S) I’ve known you for years and we both know you are on the spectrum, that Ben gets it from you for the most part, were you ever able to get a formal diagnosis?
D) I feel like I’ll be long dead before they finally figure it out. But I don’t mind if I don’t get the help cause my son Ben did. He has done well with work, he has become his own person and his life was better than ours brother.
S) Do you tell your employers or other people about your autistic challenges? In Ben’s inter view he said he stopped telling employers cause he noticed they treated him differently after he made it known.
D) Yea that’s my experience as well. I actually worried about him all the time cause he got picked on about his autism. I didn’t want him being picked on. That’s when I started putting together I was autistic but my folks had beat it out of me and I didn’t know what was what. My dad broke my arm with a wrench one time after I tried to drive the car when I was nine. My mom punched and kicked me, made me swallow soap when I did autistic stuff. The same kind of stuff I noticed Ben would do as a kid. I guess I figured as a kid that I sort of caused it. Now I realized autism causes it.
S) I’m so sorry.
D) Eh, I got therapy and stuff. Didn’t help much, I don’t talk to my folks anymore. As of two years ago I haven’t talked to em.
S) You didn’t get any info from doctors about Ben?
D) The doctors, it’s like they didn’t want me there. They gave the little info we got to my wife. They didn’t want me involved. The little info we got my wife read but it wasn’t a lot. I felt so bad for Ben back then I took him everywhere with me that I could. We’d go to sessions with doctors but they never gave us anything to take home. My wife and I wanted to continue the lessons with Ben at home but the doctors wouldn’t give us anything to take home.
S) Do you have any advice you’d like to impart on parents?
D) Write EVERYTHING down. Get copies from doctors anywhere you can. Some parents, like me, are also autistic like their kids. They need to be told stuff over and over again, keep trying.
Sean Leal is on a mission to advocate both for mental health awareness and for Autism awareness as well as care. After looking back on the tragedy and abuse he suffered in his childhood he spent eight years in therapy and was diagnosed with level one Autism at the age of thirty-two. After his diagnosis other members of his family were tested for ASD as well. His brother, sister and uncle have been formally diagnosed with ASD as well as several of their children.

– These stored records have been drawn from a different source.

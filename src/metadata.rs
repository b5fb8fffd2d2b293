//! Read-only metadata model for SQL generation
//!
//! Everything the compiler needs to resolve references arrives pre-fetched in
//! a [`ProgramMetadata`] value: element and attribute value types, constant
//! values, display names, categories, and category mappings. The crate never
//! performs I/O; callers assemble metadata from whatever store they use and
//! the compiler only reads it.

use chrono::{Days, Months, NaiveDate};
use rust_decimal::Decimal;
use serde::{Deserialize, Serialize};
use std::collections::HashMap;

use crate::mapping::ProgramCategoryMapping;

// =============================================================================
// VALUE TYPES
// =============================================================================

/// Value type of a data element or tracked entity attribute. Drives the
/// coercion wrapper the generator puts around each reference.
#[derive(Debug, Clone, Copy, PartialEq, Eq, Serialize, Deserialize)]
#[serde(rename_all = "SCREAMING_SNAKE_CASE")]
pub enum ValueType {
    Number,
    Integer,
    IntegerPositive,
    IntegerNegative,
    IntegerZeroOrPositive,
    Percentage,
    Text,
    LongText,
    Letter,
    PhoneNumber,
    Email,
    Username,
    Boolean,
    TrueOnly,
    Date,
    DateTime,
    Time,
    Age,
}

impl ValueType {
    pub fn is_boolean(&self) -> bool {
        matches!(self, ValueType::Boolean | ValueType::TrueOnly)
    }

    pub fn is_text(&self) -> bool {
        matches!(
            self,
            ValueType::Text
                | ValueType::LongText
                | ValueType::Letter
                | ValueType::PhoneNumber
                | ValueType::Email
                | ValueType::Username
        )
    }

    pub fn is_date(&self) -> bool {
        matches!(
            self,
            ValueType::Date | ValueType::DateTime | ValueType::Time | ValueType::Age
        )
    }
}

// =============================================================================
// PERIOD TYPES AND BOUNDARIES
// =============================================================================

/// Calendar period used to shift a boundary by whole periods.
#[derive(Debug, Clone, Copy, PartialEq, Eq, Serialize, Deserialize)]
#[serde(rename_all = "camelCase")]
pub enum PeriodType {
    Daily,
    Weekly,
    Monthly,
    Quarterly,
    Yearly,
}

impl PeriodType {
    /// Shift a date by `offset` whole periods (negative shifts backwards).
    pub fn shift(&self, date: NaiveDate, offset: i32) -> NaiveDate {
        let months = |n: i32| {
            if n >= 0 {
                date + Months::new(n as u32)
            } else {
                date - Months::new((-n) as u32)
            }
        };
        let days = |n: i64| {
            if n >= 0 {
                date + Days::new(n as u64)
            } else {
                date - Days::new((-n) as u64)
            }
        };
        match self {
            PeriodType::Daily => days(offset as i64),
            PeriodType::Weekly => days(offset as i64 * 7),
            PeriodType::Monthly => months(offset),
            PeriodType::Quarterly => months(offset * 3),
            PeriodType::Yearly => months(offset * 12),
        }
    }
}

/// Which date column a boundary constrains.
#[derive(Debug, Clone, Copy, PartialEq, Eq, Serialize, Deserialize)]
#[serde(rename_all = "SCREAMING_SNAKE_CASE")]
pub enum BoundaryTarget {
    EventDate,
    EnrollmentDate,
    IncidentDate,
}

impl BoundaryTarget {
    pub fn column(&self) -> &'static str {
        match self {
            BoundaryTarget::EventDate => "occurreddate",
            BoundaryTarget::EnrollmentDate => "enrollmentdate",
            BoundaryTarget::IncidentDate => "incidentdate",
        }
    }
}

/// Which edge of the reporting period the boundary anchors to, and whether
/// values must fall before or after it.
#[derive(Debug, Clone, Copy, PartialEq, Eq, Serialize, Deserialize)]
#[serde(rename_all = "SCREAMING_SNAKE_CASE")]
pub enum BoundaryType {
    BeforeStartOfReportingPeriod,
    BeforeEndOfReportingPeriod,
    AfterStartOfReportingPeriod,
    AfterEndOfReportingPeriod,
}

impl BoundaryType {
    /// End-anchored boundaries compare against the day after the last day of
    /// the period, so `<` covers the full final day.
    pub fn anchors_to_end(&self) -> bool {
        matches!(
            self,
            BoundaryType::BeforeEndOfReportingPeriod | BoundaryType::AfterEndOfReportingPeriod
        )
    }

    pub fn sql_operator(&self) -> &'static str {
        match self {
            BoundaryType::BeforeStartOfReportingPeriod
            | BoundaryType::BeforeEndOfReportingPeriod => "<",
            BoundaryType::AfterStartOfReportingPeriod
            | BoundaryType::AfterEndOfReportingPeriod => ">=",
        }
    }
}

/// One boundary of the analytics window for a program indicator.
#[derive(Debug, Clone, PartialEq, Eq, Serialize, Deserialize)]
pub struct AnalyticsPeriodBoundary {
    pub target: BoundaryTarget,
    pub boundary_type: BoundaryType,
    /// Shift unit; `None` means the boundary sits exactly on the period edge
    pub period_type: Option<PeriodType>,
    /// Whole periods to shift by (ignored without a period type)
    pub offset: i32,
}

impl AnalyticsPeriodBoundary {
    pub fn new(target: BoundaryTarget, boundary_type: BoundaryType) -> Self {
        Self {
            target,
            boundary_type,
            period_type: None,
            offset: 0,
        }
    }

    pub fn with_offset(mut self, period_type: PeriodType, offset: i32) -> Self {
        self.period_type = Some(period_type);
        self.offset = offset;
        self
    }

    /// Concrete date this boundary compares against for a reporting window.
    pub fn boundary_date(&self, date_from: NaiveDate, date_to: NaiveDate) -> NaiveDate {
        let anchor = if self.boundary_type.anchors_to_end() {
            date_to + Days::new(1)
        } else {
            date_from
        };
        match self.period_type {
            Some(pt) => pt.shift(anchor, self.offset),
            None => anchor,
        }
    }
}

// =============================================================================
// PROGRAM METADATA
// =============================================================================

#[derive(Debug, Clone, PartialEq, Eq, Serialize, Deserialize)]
pub struct DataElement {
    pub name: String,
    pub value_type: ValueType,
}

#[derive(Debug, Clone, PartialEq, Eq, Serialize, Deserialize)]
pub struct Attribute {
    pub name: String,
    pub value_type: ValueType,
}

#[derive(Debug, Clone, PartialEq, Serialize, Deserialize)]
pub struct Constant {
    pub name: String,
    pub value: Decimal,
}

/// A disaggregation category and the option uids it contains.
#[derive(Debug, Clone, PartialEq, Eq, Serialize, Deserialize)]
pub struct Category {
    pub name: String,
    pub option_ids: Vec<String>,
}

/// Everything resolvable by uid within one program. Keys are the 11-character
/// uids that appear in expression text.
#[derive(Debug, Clone, Default, PartialEq, Serialize, Deserialize)]
pub struct ProgramMetadata {
    /// Program uid, used to name the analytics event table
    pub program: String,
    pub data_elements: HashMap<String, DataElement>,
    pub attributes: HashMap<String, Attribute>,
    pub constants: HashMap<String, Constant>,
    /// Stage uid -> display name, for expression descriptions
    pub stage_names: HashMap<String, String>,
    /// Category uid -> category, for mapping validation
    pub categories: HashMap<String, Category>,
    /// Category mappings stored on the program, keyed by mapping id
    pub category_mappings: HashMap<String, ProgramCategoryMapping>,
}

impl ProgramMetadata {
    pub fn new(program: impl Into<String>) -> Self {
        Self {
            program: program.into(),
            ..Default::default()
        }
    }

    pub fn element_value_type(&self, uid: &str) -> Option<ValueType> {
        self.data_elements.get(uid).map(|de| de.value_type)
    }

    pub fn attribute_value_type(&self, uid: &str) -> Option<ValueType> {
        self.attributes.get(uid).map(|at| at.value_type)
    }

    pub fn constant_value(&self, uid: &str) -> Option<Decimal> {
        self.constants.get(uid).map(|c| c.value)
    }
}

// =============================================================================
// PROGRAM INDICATOR
// =============================================================================

/// Whether an indicator evaluates once per event or once per enrollment.
#[derive(Debug, Clone, Copy, PartialEq, Eq, Serialize, Deserialize)]
#[serde(rename_all = "SCREAMING_SNAKE_CASE")]
pub enum AnalyticsType {
    Event,
    Enrollment,
}

/// A program indicator definition: an expression, an optional filter, and the
/// analytics settings that shape the generated SQL.
#[derive(Debug, Clone, PartialEq, Eq, Serialize, Deserialize)]
pub struct ProgramIndicator {
    pub id: String,
    pub name: String,
    /// Owning program uid
    pub program: String,
    pub analytics_type: AnalyticsType,
    pub expression: String,
    pub filter: Option<String>,
    /// Empty means the default reporting-period window applies
    pub boundaries: Vec<AnalyticsPeriodBoundary>,
    /// Categories of the indicator's disaggregation combo
    pub disaggregation_categories: Vec<String>,
    /// Ids of category mappings the indicator uses for disaggregation
    pub category_mapping_ids: Vec<String>,
}

impl ProgramIndicator {
    pub fn new(
        id: impl Into<String>,
        program: impl Into<String>,
        analytics_type: AnalyticsType,
        expression: impl Into<String>,
    ) -> Self {
        Self {
            id: id.into(),
            name: String::new(),
            program: program.into(),
            analytics_type,
            expression: expression.into(),
            filter: None,
            boundaries: Vec::new(),
            disaggregation_categories: Vec::new(),
            category_mapping_ids: Vec::new(),
        }
    }

    /// The standard reporting-period window: everything from the start of the
    /// period up to (and including) its last day.
    pub fn default_boundaries() -> Vec<AnalyticsPeriodBoundary> {
        vec![
            AnalyticsPeriodBoundary::new(
                BoundaryTarget::EventDate,
                BoundaryType::BeforeEndOfReportingPeriod,
            ),
            AnalyticsPeriodBoundary::new(
                BoundaryTarget::EventDate,
                BoundaryType::AfterStartOfReportingPeriod,
            ),
        ]
    }

    /// The boundaries in effect: explicit ones, or the default window.
    pub fn effective_boundaries(&self) -> Vec<AnalyticsPeriodBoundary> {
        if self.boundaries.is_empty() {
            Self::default_boundaries()
        } else {
            self.boundaries.clone()
        }
    }
}

// =============================================================================
// Tests
// =============================================================================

After helping his family learn more about the Autism spectrum he is very excited to be given the opportunity to volunteer and write for ASO. It is his hope that the book he has written, an autobiography of his life, will one day be published so that he might pursue his dream career of being a writer and published author. He considers his autistic traits to be a gift, they absolutely are the reason he survived what he did and he is proud to be on the spectrum.